Connecting people to their desired results

People don’t inherently care about our solutions. They don’t care about our UI, UX, processes, offers, pitches, marketing tactics, or methods of communication. All they care about is:

Eliminating their pain, or creating pleasure, usually in that order.

  1. Pain is addressed by the mind first, because it’s painful (we all know what that means), then once pain has been eliminated or reduced to a high enough degree that it is tolerable, pleasure will be addressed.
  2. The only exception to this rule is when people firmly believe that their pain cannot be fixed, there is no adequate solution for it, or they are not experiencing pain currently, in which case they will use pleasure in an effort to escape the pain.

The problem with “solutions”

Most “solutions” don’t actually solve anything. They offer steps and processes towards an outcome that the user fundamentally does not care about.

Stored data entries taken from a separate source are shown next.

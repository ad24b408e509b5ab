//! Routes named method calls to registered services.
//!
//! The dispatcher is the server-side "skeleton" of the RMI layer: it takes a
//! service name, a method name and raw arguments, and turns them into a call
//! on a concrete service. Every failure along the way is a
//! [`RemoteError`] value, so a malformed request can never take a
//! connection handler down.

use std::collections::HashMap;
use std::fmt;
use std::sync::atomic::{AtomicU64, Ordering};
use std::sync::{Arc, PoisonError, RwLock};

use tictac_protocol::{GameCall, RemoteError, WireValue};

use crate::Service;

static NEXT_DISPATCHER_ID: AtomicU64 = AtomicU64::new(1);

/// Holds the registered services and executes calls against them.
///
/// The service map has its own lock, separate from each game's lock. A
/// call clones the service's `Arc` out of the map and releases the map lock
/// before running, so a slow move never blocks a registration and a
/// registration never waits on a move.
pub struct Dispatcher {
    id: u64,
    services: RwLock<HashMap<String, Arc<dyn Service>>>,
}

impl Dispatcher {
    pub fn new() -> Self {
        Self {
            id: NEXT_DISPATCHER_ID.fetch_add(1, Ordering::Relaxed),
            services: RwLock::new(HashMap::new()),
        }
    }

    /// Registers `service` under `name`, replacing any previous entry.
    pub fn register_service(
        &self,
        name: impl Into<String>,
        service: Arc<dyn Service>,
    ) {
        let name = name.into();
        tracing::info!(
            dispatcher = self.id,
            service = %name,
            kind = %service.describe(),
            "service registered"
        );
        self.services
            .write()
            .unwrap_or_else(PoisonError::into_inner)
            .insert(name, service);
    }

    /// Returns the service registered under `name`.
    pub fn service(&self, name: &str) -> Option<Arc<dyn Service>> {
        self.services
            .read()
            .unwrap_or_else(PoisonError::into_inner)
            .get(name)
            .cloned()
    }

    /// Names of all registered services, sorted.
    pub fn service_names(&self) -> Vec<String> {
        let mut names: Vec<_> = self
            .services
            .read()
            .unwrap_or_else(PoisonError::into_inner)
            .keys()
            .cloned()
            .collect();
        names.sort();
        names
    }

    /// Handles one raw request.
    ///
    /// Resolution order: the service must exist (`ServiceNotFound`), the
    /// method must be known (`UnknownMethod`), the arguments must fit
    /// (`InvalidArguments`); only then does the game run.
    pub fn handle_request(
        &self,
        service_name: &str,
        method: &str,
        args: &[WireValue],
    ) -> Result<WireValue, RemoteError> {
        let service = self
            .service(service_name)
            .ok_or_else(|| RemoteError::service_not_found(service_name))?;
        let call = GameCall::parse(method, args)?;

        tracing::debug!(
            dispatcher = self.id,
            service = service_name,
            %method,
            "dispatching"
        );
        Self::run(&*service, service_name, call)
    }

    /// Handles one already-typed call. Used by in-process callers that
    /// never had a raw method name to begin with.
    pub fn dispatch(
        &self,
        service_name: &str,
        call: GameCall,
    ) -> Result<WireValue, RemoteError> {
        let service = self
            .service(service_name)
            .ok_or_else(|| RemoteError::service_not_found(service_name))?;
        Self::run(&*service, service_name, call)
    }

    fn run(
        service: &dyn Service,
        service_name: &str,
        call: GameCall,
    ) -> Result<WireValue, RemoteError> {
        let Some(game) = service.as_game() else {
            return Err(RemoteError::new(
                tictac_protocol::ErrorKind::UnknownMethod,
                format!(
                    "Error: Service '{service_name}' does not support '{}'.",
                    call.method()
                ),
            ));
        };
        game.execute(call)
    }

    /// One-line description used by registry diagnostics.
    pub fn describe(&self) -> String {
        let count = self
            .services
            .read()
            .unwrap_or_else(PoisonError::into_inner)
            .len();
        format!("Dispatcher#{} ({count} service(s))", self.id)
    }
}

impl Default for Dispatcher {
    fn default() -> Self {
        Self::new()
    }
}

impl fmt::Debug for Dispatcher {
    fn fmt(&self, f: &mut fmt::Formatter<'_>) -> fmt::Result {
        f.debug_struct("Dispatcher")
            .field("id", &self.id)
            .field("services", &self.service_names())
            .finish()
    }
}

  • It’s a dentist doing a cleaning when you really need a root canal and a crown.
  • It’s a cab taking you to the wrong location.
  • It’s the wrong substitution on your order that you just drove to pick up.
  • It’s like trying to cash a bad check.

It violates the fundamental rules of actually being a solution:

  • It falls short of a user’s expectations and,
  • It doesn’t actually solve their problems.

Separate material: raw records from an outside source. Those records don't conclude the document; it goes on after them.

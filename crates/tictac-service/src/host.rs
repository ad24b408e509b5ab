//! The service host: owns the dispatcher and hands out handles.

use std::sync::Arc;

use tictac_game::Scoreboard;

use crate::{Dispatcher, GameService, Registry, Service, ServiceHandle};

/// Name the game service is registered under.
pub const DEFAULT_SERVICE: &str = "TicTacToeGame";

/// Owns a [`Dispatcher`] with the game service registered on it, plus the
/// scoreboard that service records rounds on.
///
/// This is the object clients fall back to when the registry has no cached
/// handle.
#[derive(Debug)]
pub struct ServiceHost {
    dispatcher: Arc<Dispatcher>,
    scoreboard: Arc<Scoreboard>,
}

impl ServiceHost {
    /// Creates a host with one [`GameService`] under [`DEFAULT_SERVICE`].
    pub fn new() -> Self {
        let scoreboard = Arc::new(Scoreboard::new());
        let dispatcher = Arc::new(Dispatcher::new());
        dispatcher.register_service(
            DEFAULT_SERVICE,
            Arc::new(GameService::new(Arc::clone(&scoreboard))),
        );
        tracing::info!("service host initialized");
        Self {
            dispatcher,
            scoreboard,
        }
    }

    /// Returns a handle for `name` on this host's dispatcher.
    ///
    /// A handle is minted for any name. Asking for a service that isn't
    /// registered is not an error here; calls through the handle report
    /// `ServiceNotFound`.
    pub fn request_service(&self, name: &str) -> ServiceHandle {
        tracing::debug!(service = name, "service requested");
        ServiceHandle::new(name, Arc::clone(&self.dispatcher))
    }

    /// Looks `name` up in `registry`; on a miss, requests a handle from this
    /// host and caches it.
    pub fn resolve(&self, registry: &Registry, name: &str) -> ServiceHandle {
        if let Some(handle) = registry.lookup(name) {
            return handle;
        }
        tracing::debug!(service = name, "registry miss, requesting handle");
        let handle = self.request_service(name);
        registry.rebind(name, handle.clone());
        handle
    }

    /// Registers an additional service on the host's dispatcher.
    pub fn register(&self, name: &str, service: Arc<dyn Service>) {
        self.dispatcher.register_service(name, service);
    }

    pub fn dispatcher(&self) -> &Arc<Dispatcher> {
        &self.dispatcher
    }

    pub fn scoreboard(&self) -> &Arc<Scoreboard> {
        &self.scoreboard
    }
}

impl Default for ServiceHost {
    fn default() -> Self {
        Self::new()
    }
}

So what can we honestly do about this? How can we fully address this so that our solutions actually do?

Focus on practical outcomes

When designing a solution, don’t focus on process first; process is secondary.

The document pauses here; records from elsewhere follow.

//! The closed set of game operations.
//!
//! On the wire a call is just a method name and a list of values. Before
//! anything touches game state, the server turns that pair into a
//! [`GameCall`]: one enum variant per method, with strongly typed
//! arguments. Any name outside the set, or any argument list that doesn't
//! fit, is rejected here with a [`RemoteError`] value.

use std::fmt;
use std::str::FromStr;

use tictac_game::Player;

use crate::{CallFrame, RemoteError, WireValue};

/// The method names of the game service.
#[derive(Debug, Clone, Copy, PartialEq, Eq, Hash)]
pub enum Method {
    MakeMove,
    GetBoard,
    GetStatus,
    GetCurrentPlayer,
    ResetGame,
}

impl Method {
    /// Every method, in declaration order.
    pub const ALL: [Method; 5] = [
        Self::MakeMove,
        Self::GetBoard,
        Self::GetStatus,
        Self::GetCurrentPlayer,
        Self::ResetGame,
    ];

    /// The wire name, e.g. `"makeMove"`.
    pub fn as_str(self) -> &'static str {
        match self {
            Self::MakeMove => "makeMove",
            Self::GetBoard => "getBoard",
            Self::GetStatus => "getStatus",
            Self::GetCurrentPlayer => "getCurrentPlayer",
            Self::ResetGame => "resetGame",
        }
    }
}

impl fmt::Display for Method {
    fn fmt(&self, f: &mut fmt::Formatter<'_>) -> fmt::Result {
        f.write_str(self.as_str())
    }
}

impl FromStr for Method {
    type Err = RemoteError;

    fn from_str(name: &str) -> Result<Self, Self::Err> {
        Self::ALL
            .into_iter()
            .find(|m| m.as_str() == name)
            .ok_or_else(|| RemoteError::unknown_method(name))
    }
}

/// A fully validated call against the game service.
#[derive(Debug, Clone, Copy, PartialEq, Eq)]
pub enum GameCall {
    MakeMove { player: Player, position: i32 },
    GetBoard,
    GetStatus,
    GetCurrentPlayer,
    ResetGame,
}

impl GameCall {
    pub fn method(&self) -> Method {
        match self {
            Self::MakeMove { .. } => Method::MakeMove,
            Self::GetBoard => Method::GetBoard,
            Self::GetStatus => Method::GetStatus,
            Self::GetCurrentPlayer => Method::GetCurrentPlayer,
            Self::ResetGame => Method::ResetGame,
        }
    }

    /// Parses a raw method name and argument list.
    ///
    /// # Errors
    /// - `UnknownMethod` if `method` is not one of the five names.
    /// - `InvalidArguments` if the arguments don't match the method:
    ///   `makeMove` takes exactly `[Char('X'|'O'), Int]`, every other
    ///   method takes none.
    pub fn parse(method: &str, args: &[WireValue]) -> Result<Self, RemoteError> {
        let method: Method = method.parse()?;

        match method {
            Method::MakeMove => {
                let [player, position] = args else {
                    return Err(RemoteError::invalid_arguments(
                        method.as_str(),
                        format_args!("expected 2 arguments, got {}", args.len()),
                    ));
                };
                let player = player
                    .as_char()
                    .ok_or_else(|| mismatch(method, "Char", player))?;
                let player = Player::from_char(player).ok_or_else(|| {
                    RemoteError::invalid_arguments(
                        method.as_str(),
                        format_args!("player must be 'X' or 'O', got {player:?}"),
                    )
                })?;
                let position = position
                    .as_int()
                    .ok_or_else(|| mismatch(method, "Int", position))?;
                Ok(Self::MakeMove { player, position })
            }
            _ if !args.is_empty() => Err(RemoteError::invalid_arguments(
                method.as_str(),
                format_args!("expected no arguments, got {}", args.len()),
            )),
            Method::GetBoard => Ok(Self::GetBoard),
            Method::GetStatus => Ok(Self::GetStatus),
            Method::GetCurrentPlayer => Ok(Self::GetCurrentPlayer),
            Method::ResetGame => Ok(Self::ResetGame),
        }
    }

    /// Parses a decoded frame. See [`GameCall::parse`].
    pub fn from_frame(frame: &CallFrame) -> Result<Self, RemoteError> {
        Self::parse(&frame.method, &frame.args)
    }

    /// Builds the frame a client sends for this call.
    pub fn to_frame(&self) -> CallFrame {
        let args = match *self {
            Self::MakeMove { player, position } => vec![
                WireValue::Char(player.as_char()),
                WireValue::Int(position),
            ],
            _ => Vec::new(),
        };
        CallFrame::new(self.method().as_str(), args)
    }
}

fn mismatch(method: Method, expected: &str, got: &WireValue) -> RemoteError {
    RemoteError::invalid_arguments(
        method.as_str(),
        format_args!("expected {expected}, got {}", got.type_name()),
    )
}

#[cfg(test)]
mod tests {
    use super::*;
    use crate::ErrorKind;

    #[test]
    fn test_method_names_round_trip() {
        for method in Method::ALL {
            assert_eq!(method.as_str().parse::<Method>().unwrap(), method);
        }
    }

    #[test]
    fn test_unknown_method_name() {
        let err = GameCall::parse("getWinner", &[]).unwrap_err();
        assert_eq!(err.kind, ErrorKind::UnknownMethod);
        assert_eq!(err.message, "Error: Unknown method 'getWinner'.");
    }

    #[test]
    fn test_method_names_are_case_sensitive() {
        let err = GameCall::parse("MakeMove", &[]).unwrap_err();
        assert_eq!(err.kind, ErrorKind::UnknownMethod);
    }

    #[test]
    fn test_make_move_parses_typed_arguments() {
        let call = GameCall::parse(
            "makeMove",
            &[WireValue::Char('O'), WireValue::Int(7)],
        )
        .unwrap();
        assert_eq!(
            call,
            GameCall::MakeMove {
                player: Player::O,
                position: 7
            }
        );
    }

    #[test]
    fn test_make_move_keeps_out_of_range_positions_for_the_game() {
        // Range checking is a game rule, not an argument error.
        let call = GameCall::parse(
            "makeMove",
            &[WireValue::Char('X'), WireValue::Int(-5)],
        )
        .unwrap();
        assert!(matches!(call, GameCall::MakeMove { position: -5, .. }));
    }

    #[test]
    fn test_make_move_argument_count() {
        for args in [
            vec![],
            vec![WireValue::Char('X')],
            vec![
                WireValue::Char('X'),
                WireValue::Int(1),
                WireValue::Int(2),
            ],
        ] {
            let err = GameCall::parse("makeMove", &args).unwrap_err();
            assert_eq!(err.kind, ErrorKind::InvalidArguments, "{args:?}");
        }
    }

    #[test]
    fn test_make_move_argument_types() {
        let swapped = [WireValue::Int(1), WireValue::Char('X')];
        let err = GameCall::parse("makeMove", &swapped).unwrap_err();
        assert_eq!(err.kind, ErrorKind::InvalidArguments);
        assert!(err.message.contains("expected Char, got Int"));

        let bad_player = [WireValue::Char('Z'), WireValue::Int(1)];
        let err = GameCall::parse("makeMove", &bad_player).unwrap_err();
        assert_eq!(err.kind, ErrorKind::InvalidArguments);
    }

    #[test]
    fn test_no_arg_methods_reject_arguments() {
        let err = GameCall::parse("getBoard", &[WireValue::Int(1)])
            .unwrap_err();
        assert_eq!(err.kind, ErrorKind::InvalidArguments);
    }

    #[test]
    fn test_to_frame_then_parse() {
        let calls = [
            GameCall::MakeMove {
                player: Player::X,
                position: 4,
            },
            GameCall::GetBoard,
            GameCall::GetStatus,
            GameCall::GetCurrentPlayer,
            GameCall::ResetGame,
        ];
        for call in calls {
            assert_eq!(GameCall::from_frame(&call.to_frame()).unwrap(), call);
        }
    }
}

No, what you want to focus on is declarative, there-it-is, “this is what it should look like, and this is how the user should feel,” outcomes.

Identify first and foremost these key things:

  1. How does your user currently feel?
  2. How does your user want to feel?
  3. What is causing them the most pain?
  4. What outcome(s) would alleviate the most pain for them?

Once you know that, you’re ready to begin crafting a conceptual solution, this is where process comes in, the “how” questions:

  • “How can we reasonably get a user from where they are to where they want to be?”
  • “How can we do that conveniently, efficiently, and effectively?”
  • “How can we clearly communicate with our users that we understand their pain, and articulate directly that we have a solution that is guaranteed to work for their pain specifically?”
  • “How can we make sure the user is over-the-moon, expectations completely blown past and exceeded into the stratosphere?”
  • “How can we make sure a user feels cared enough about and is supported enough to stick around for continuous value?”
  • “How will we deliver this continuous value?”
  • etc, etc, etc.

The bottom line

You see what I’m talking about. Your OUTCOMES sell your product, nothing else. People buy based on emotion, but any warm and fuzzy feelings of perceived value will quickly turn to bitter resentment for an overpriced, under-delivering “solution,” that doesn’t actually get them where they want to go.

Cue refunds, cue bad reviews, cue rolling lost revenue, cue chapter 11.

Avoid this at all costs. Your focus when getting you product to sell, or to pivot from a non-selling product to a selling product, is to understand exactly what your customer’s expectations are, and what outcomes they are trying to achieve with your solution.

From there, figure out what first, then how, then execute.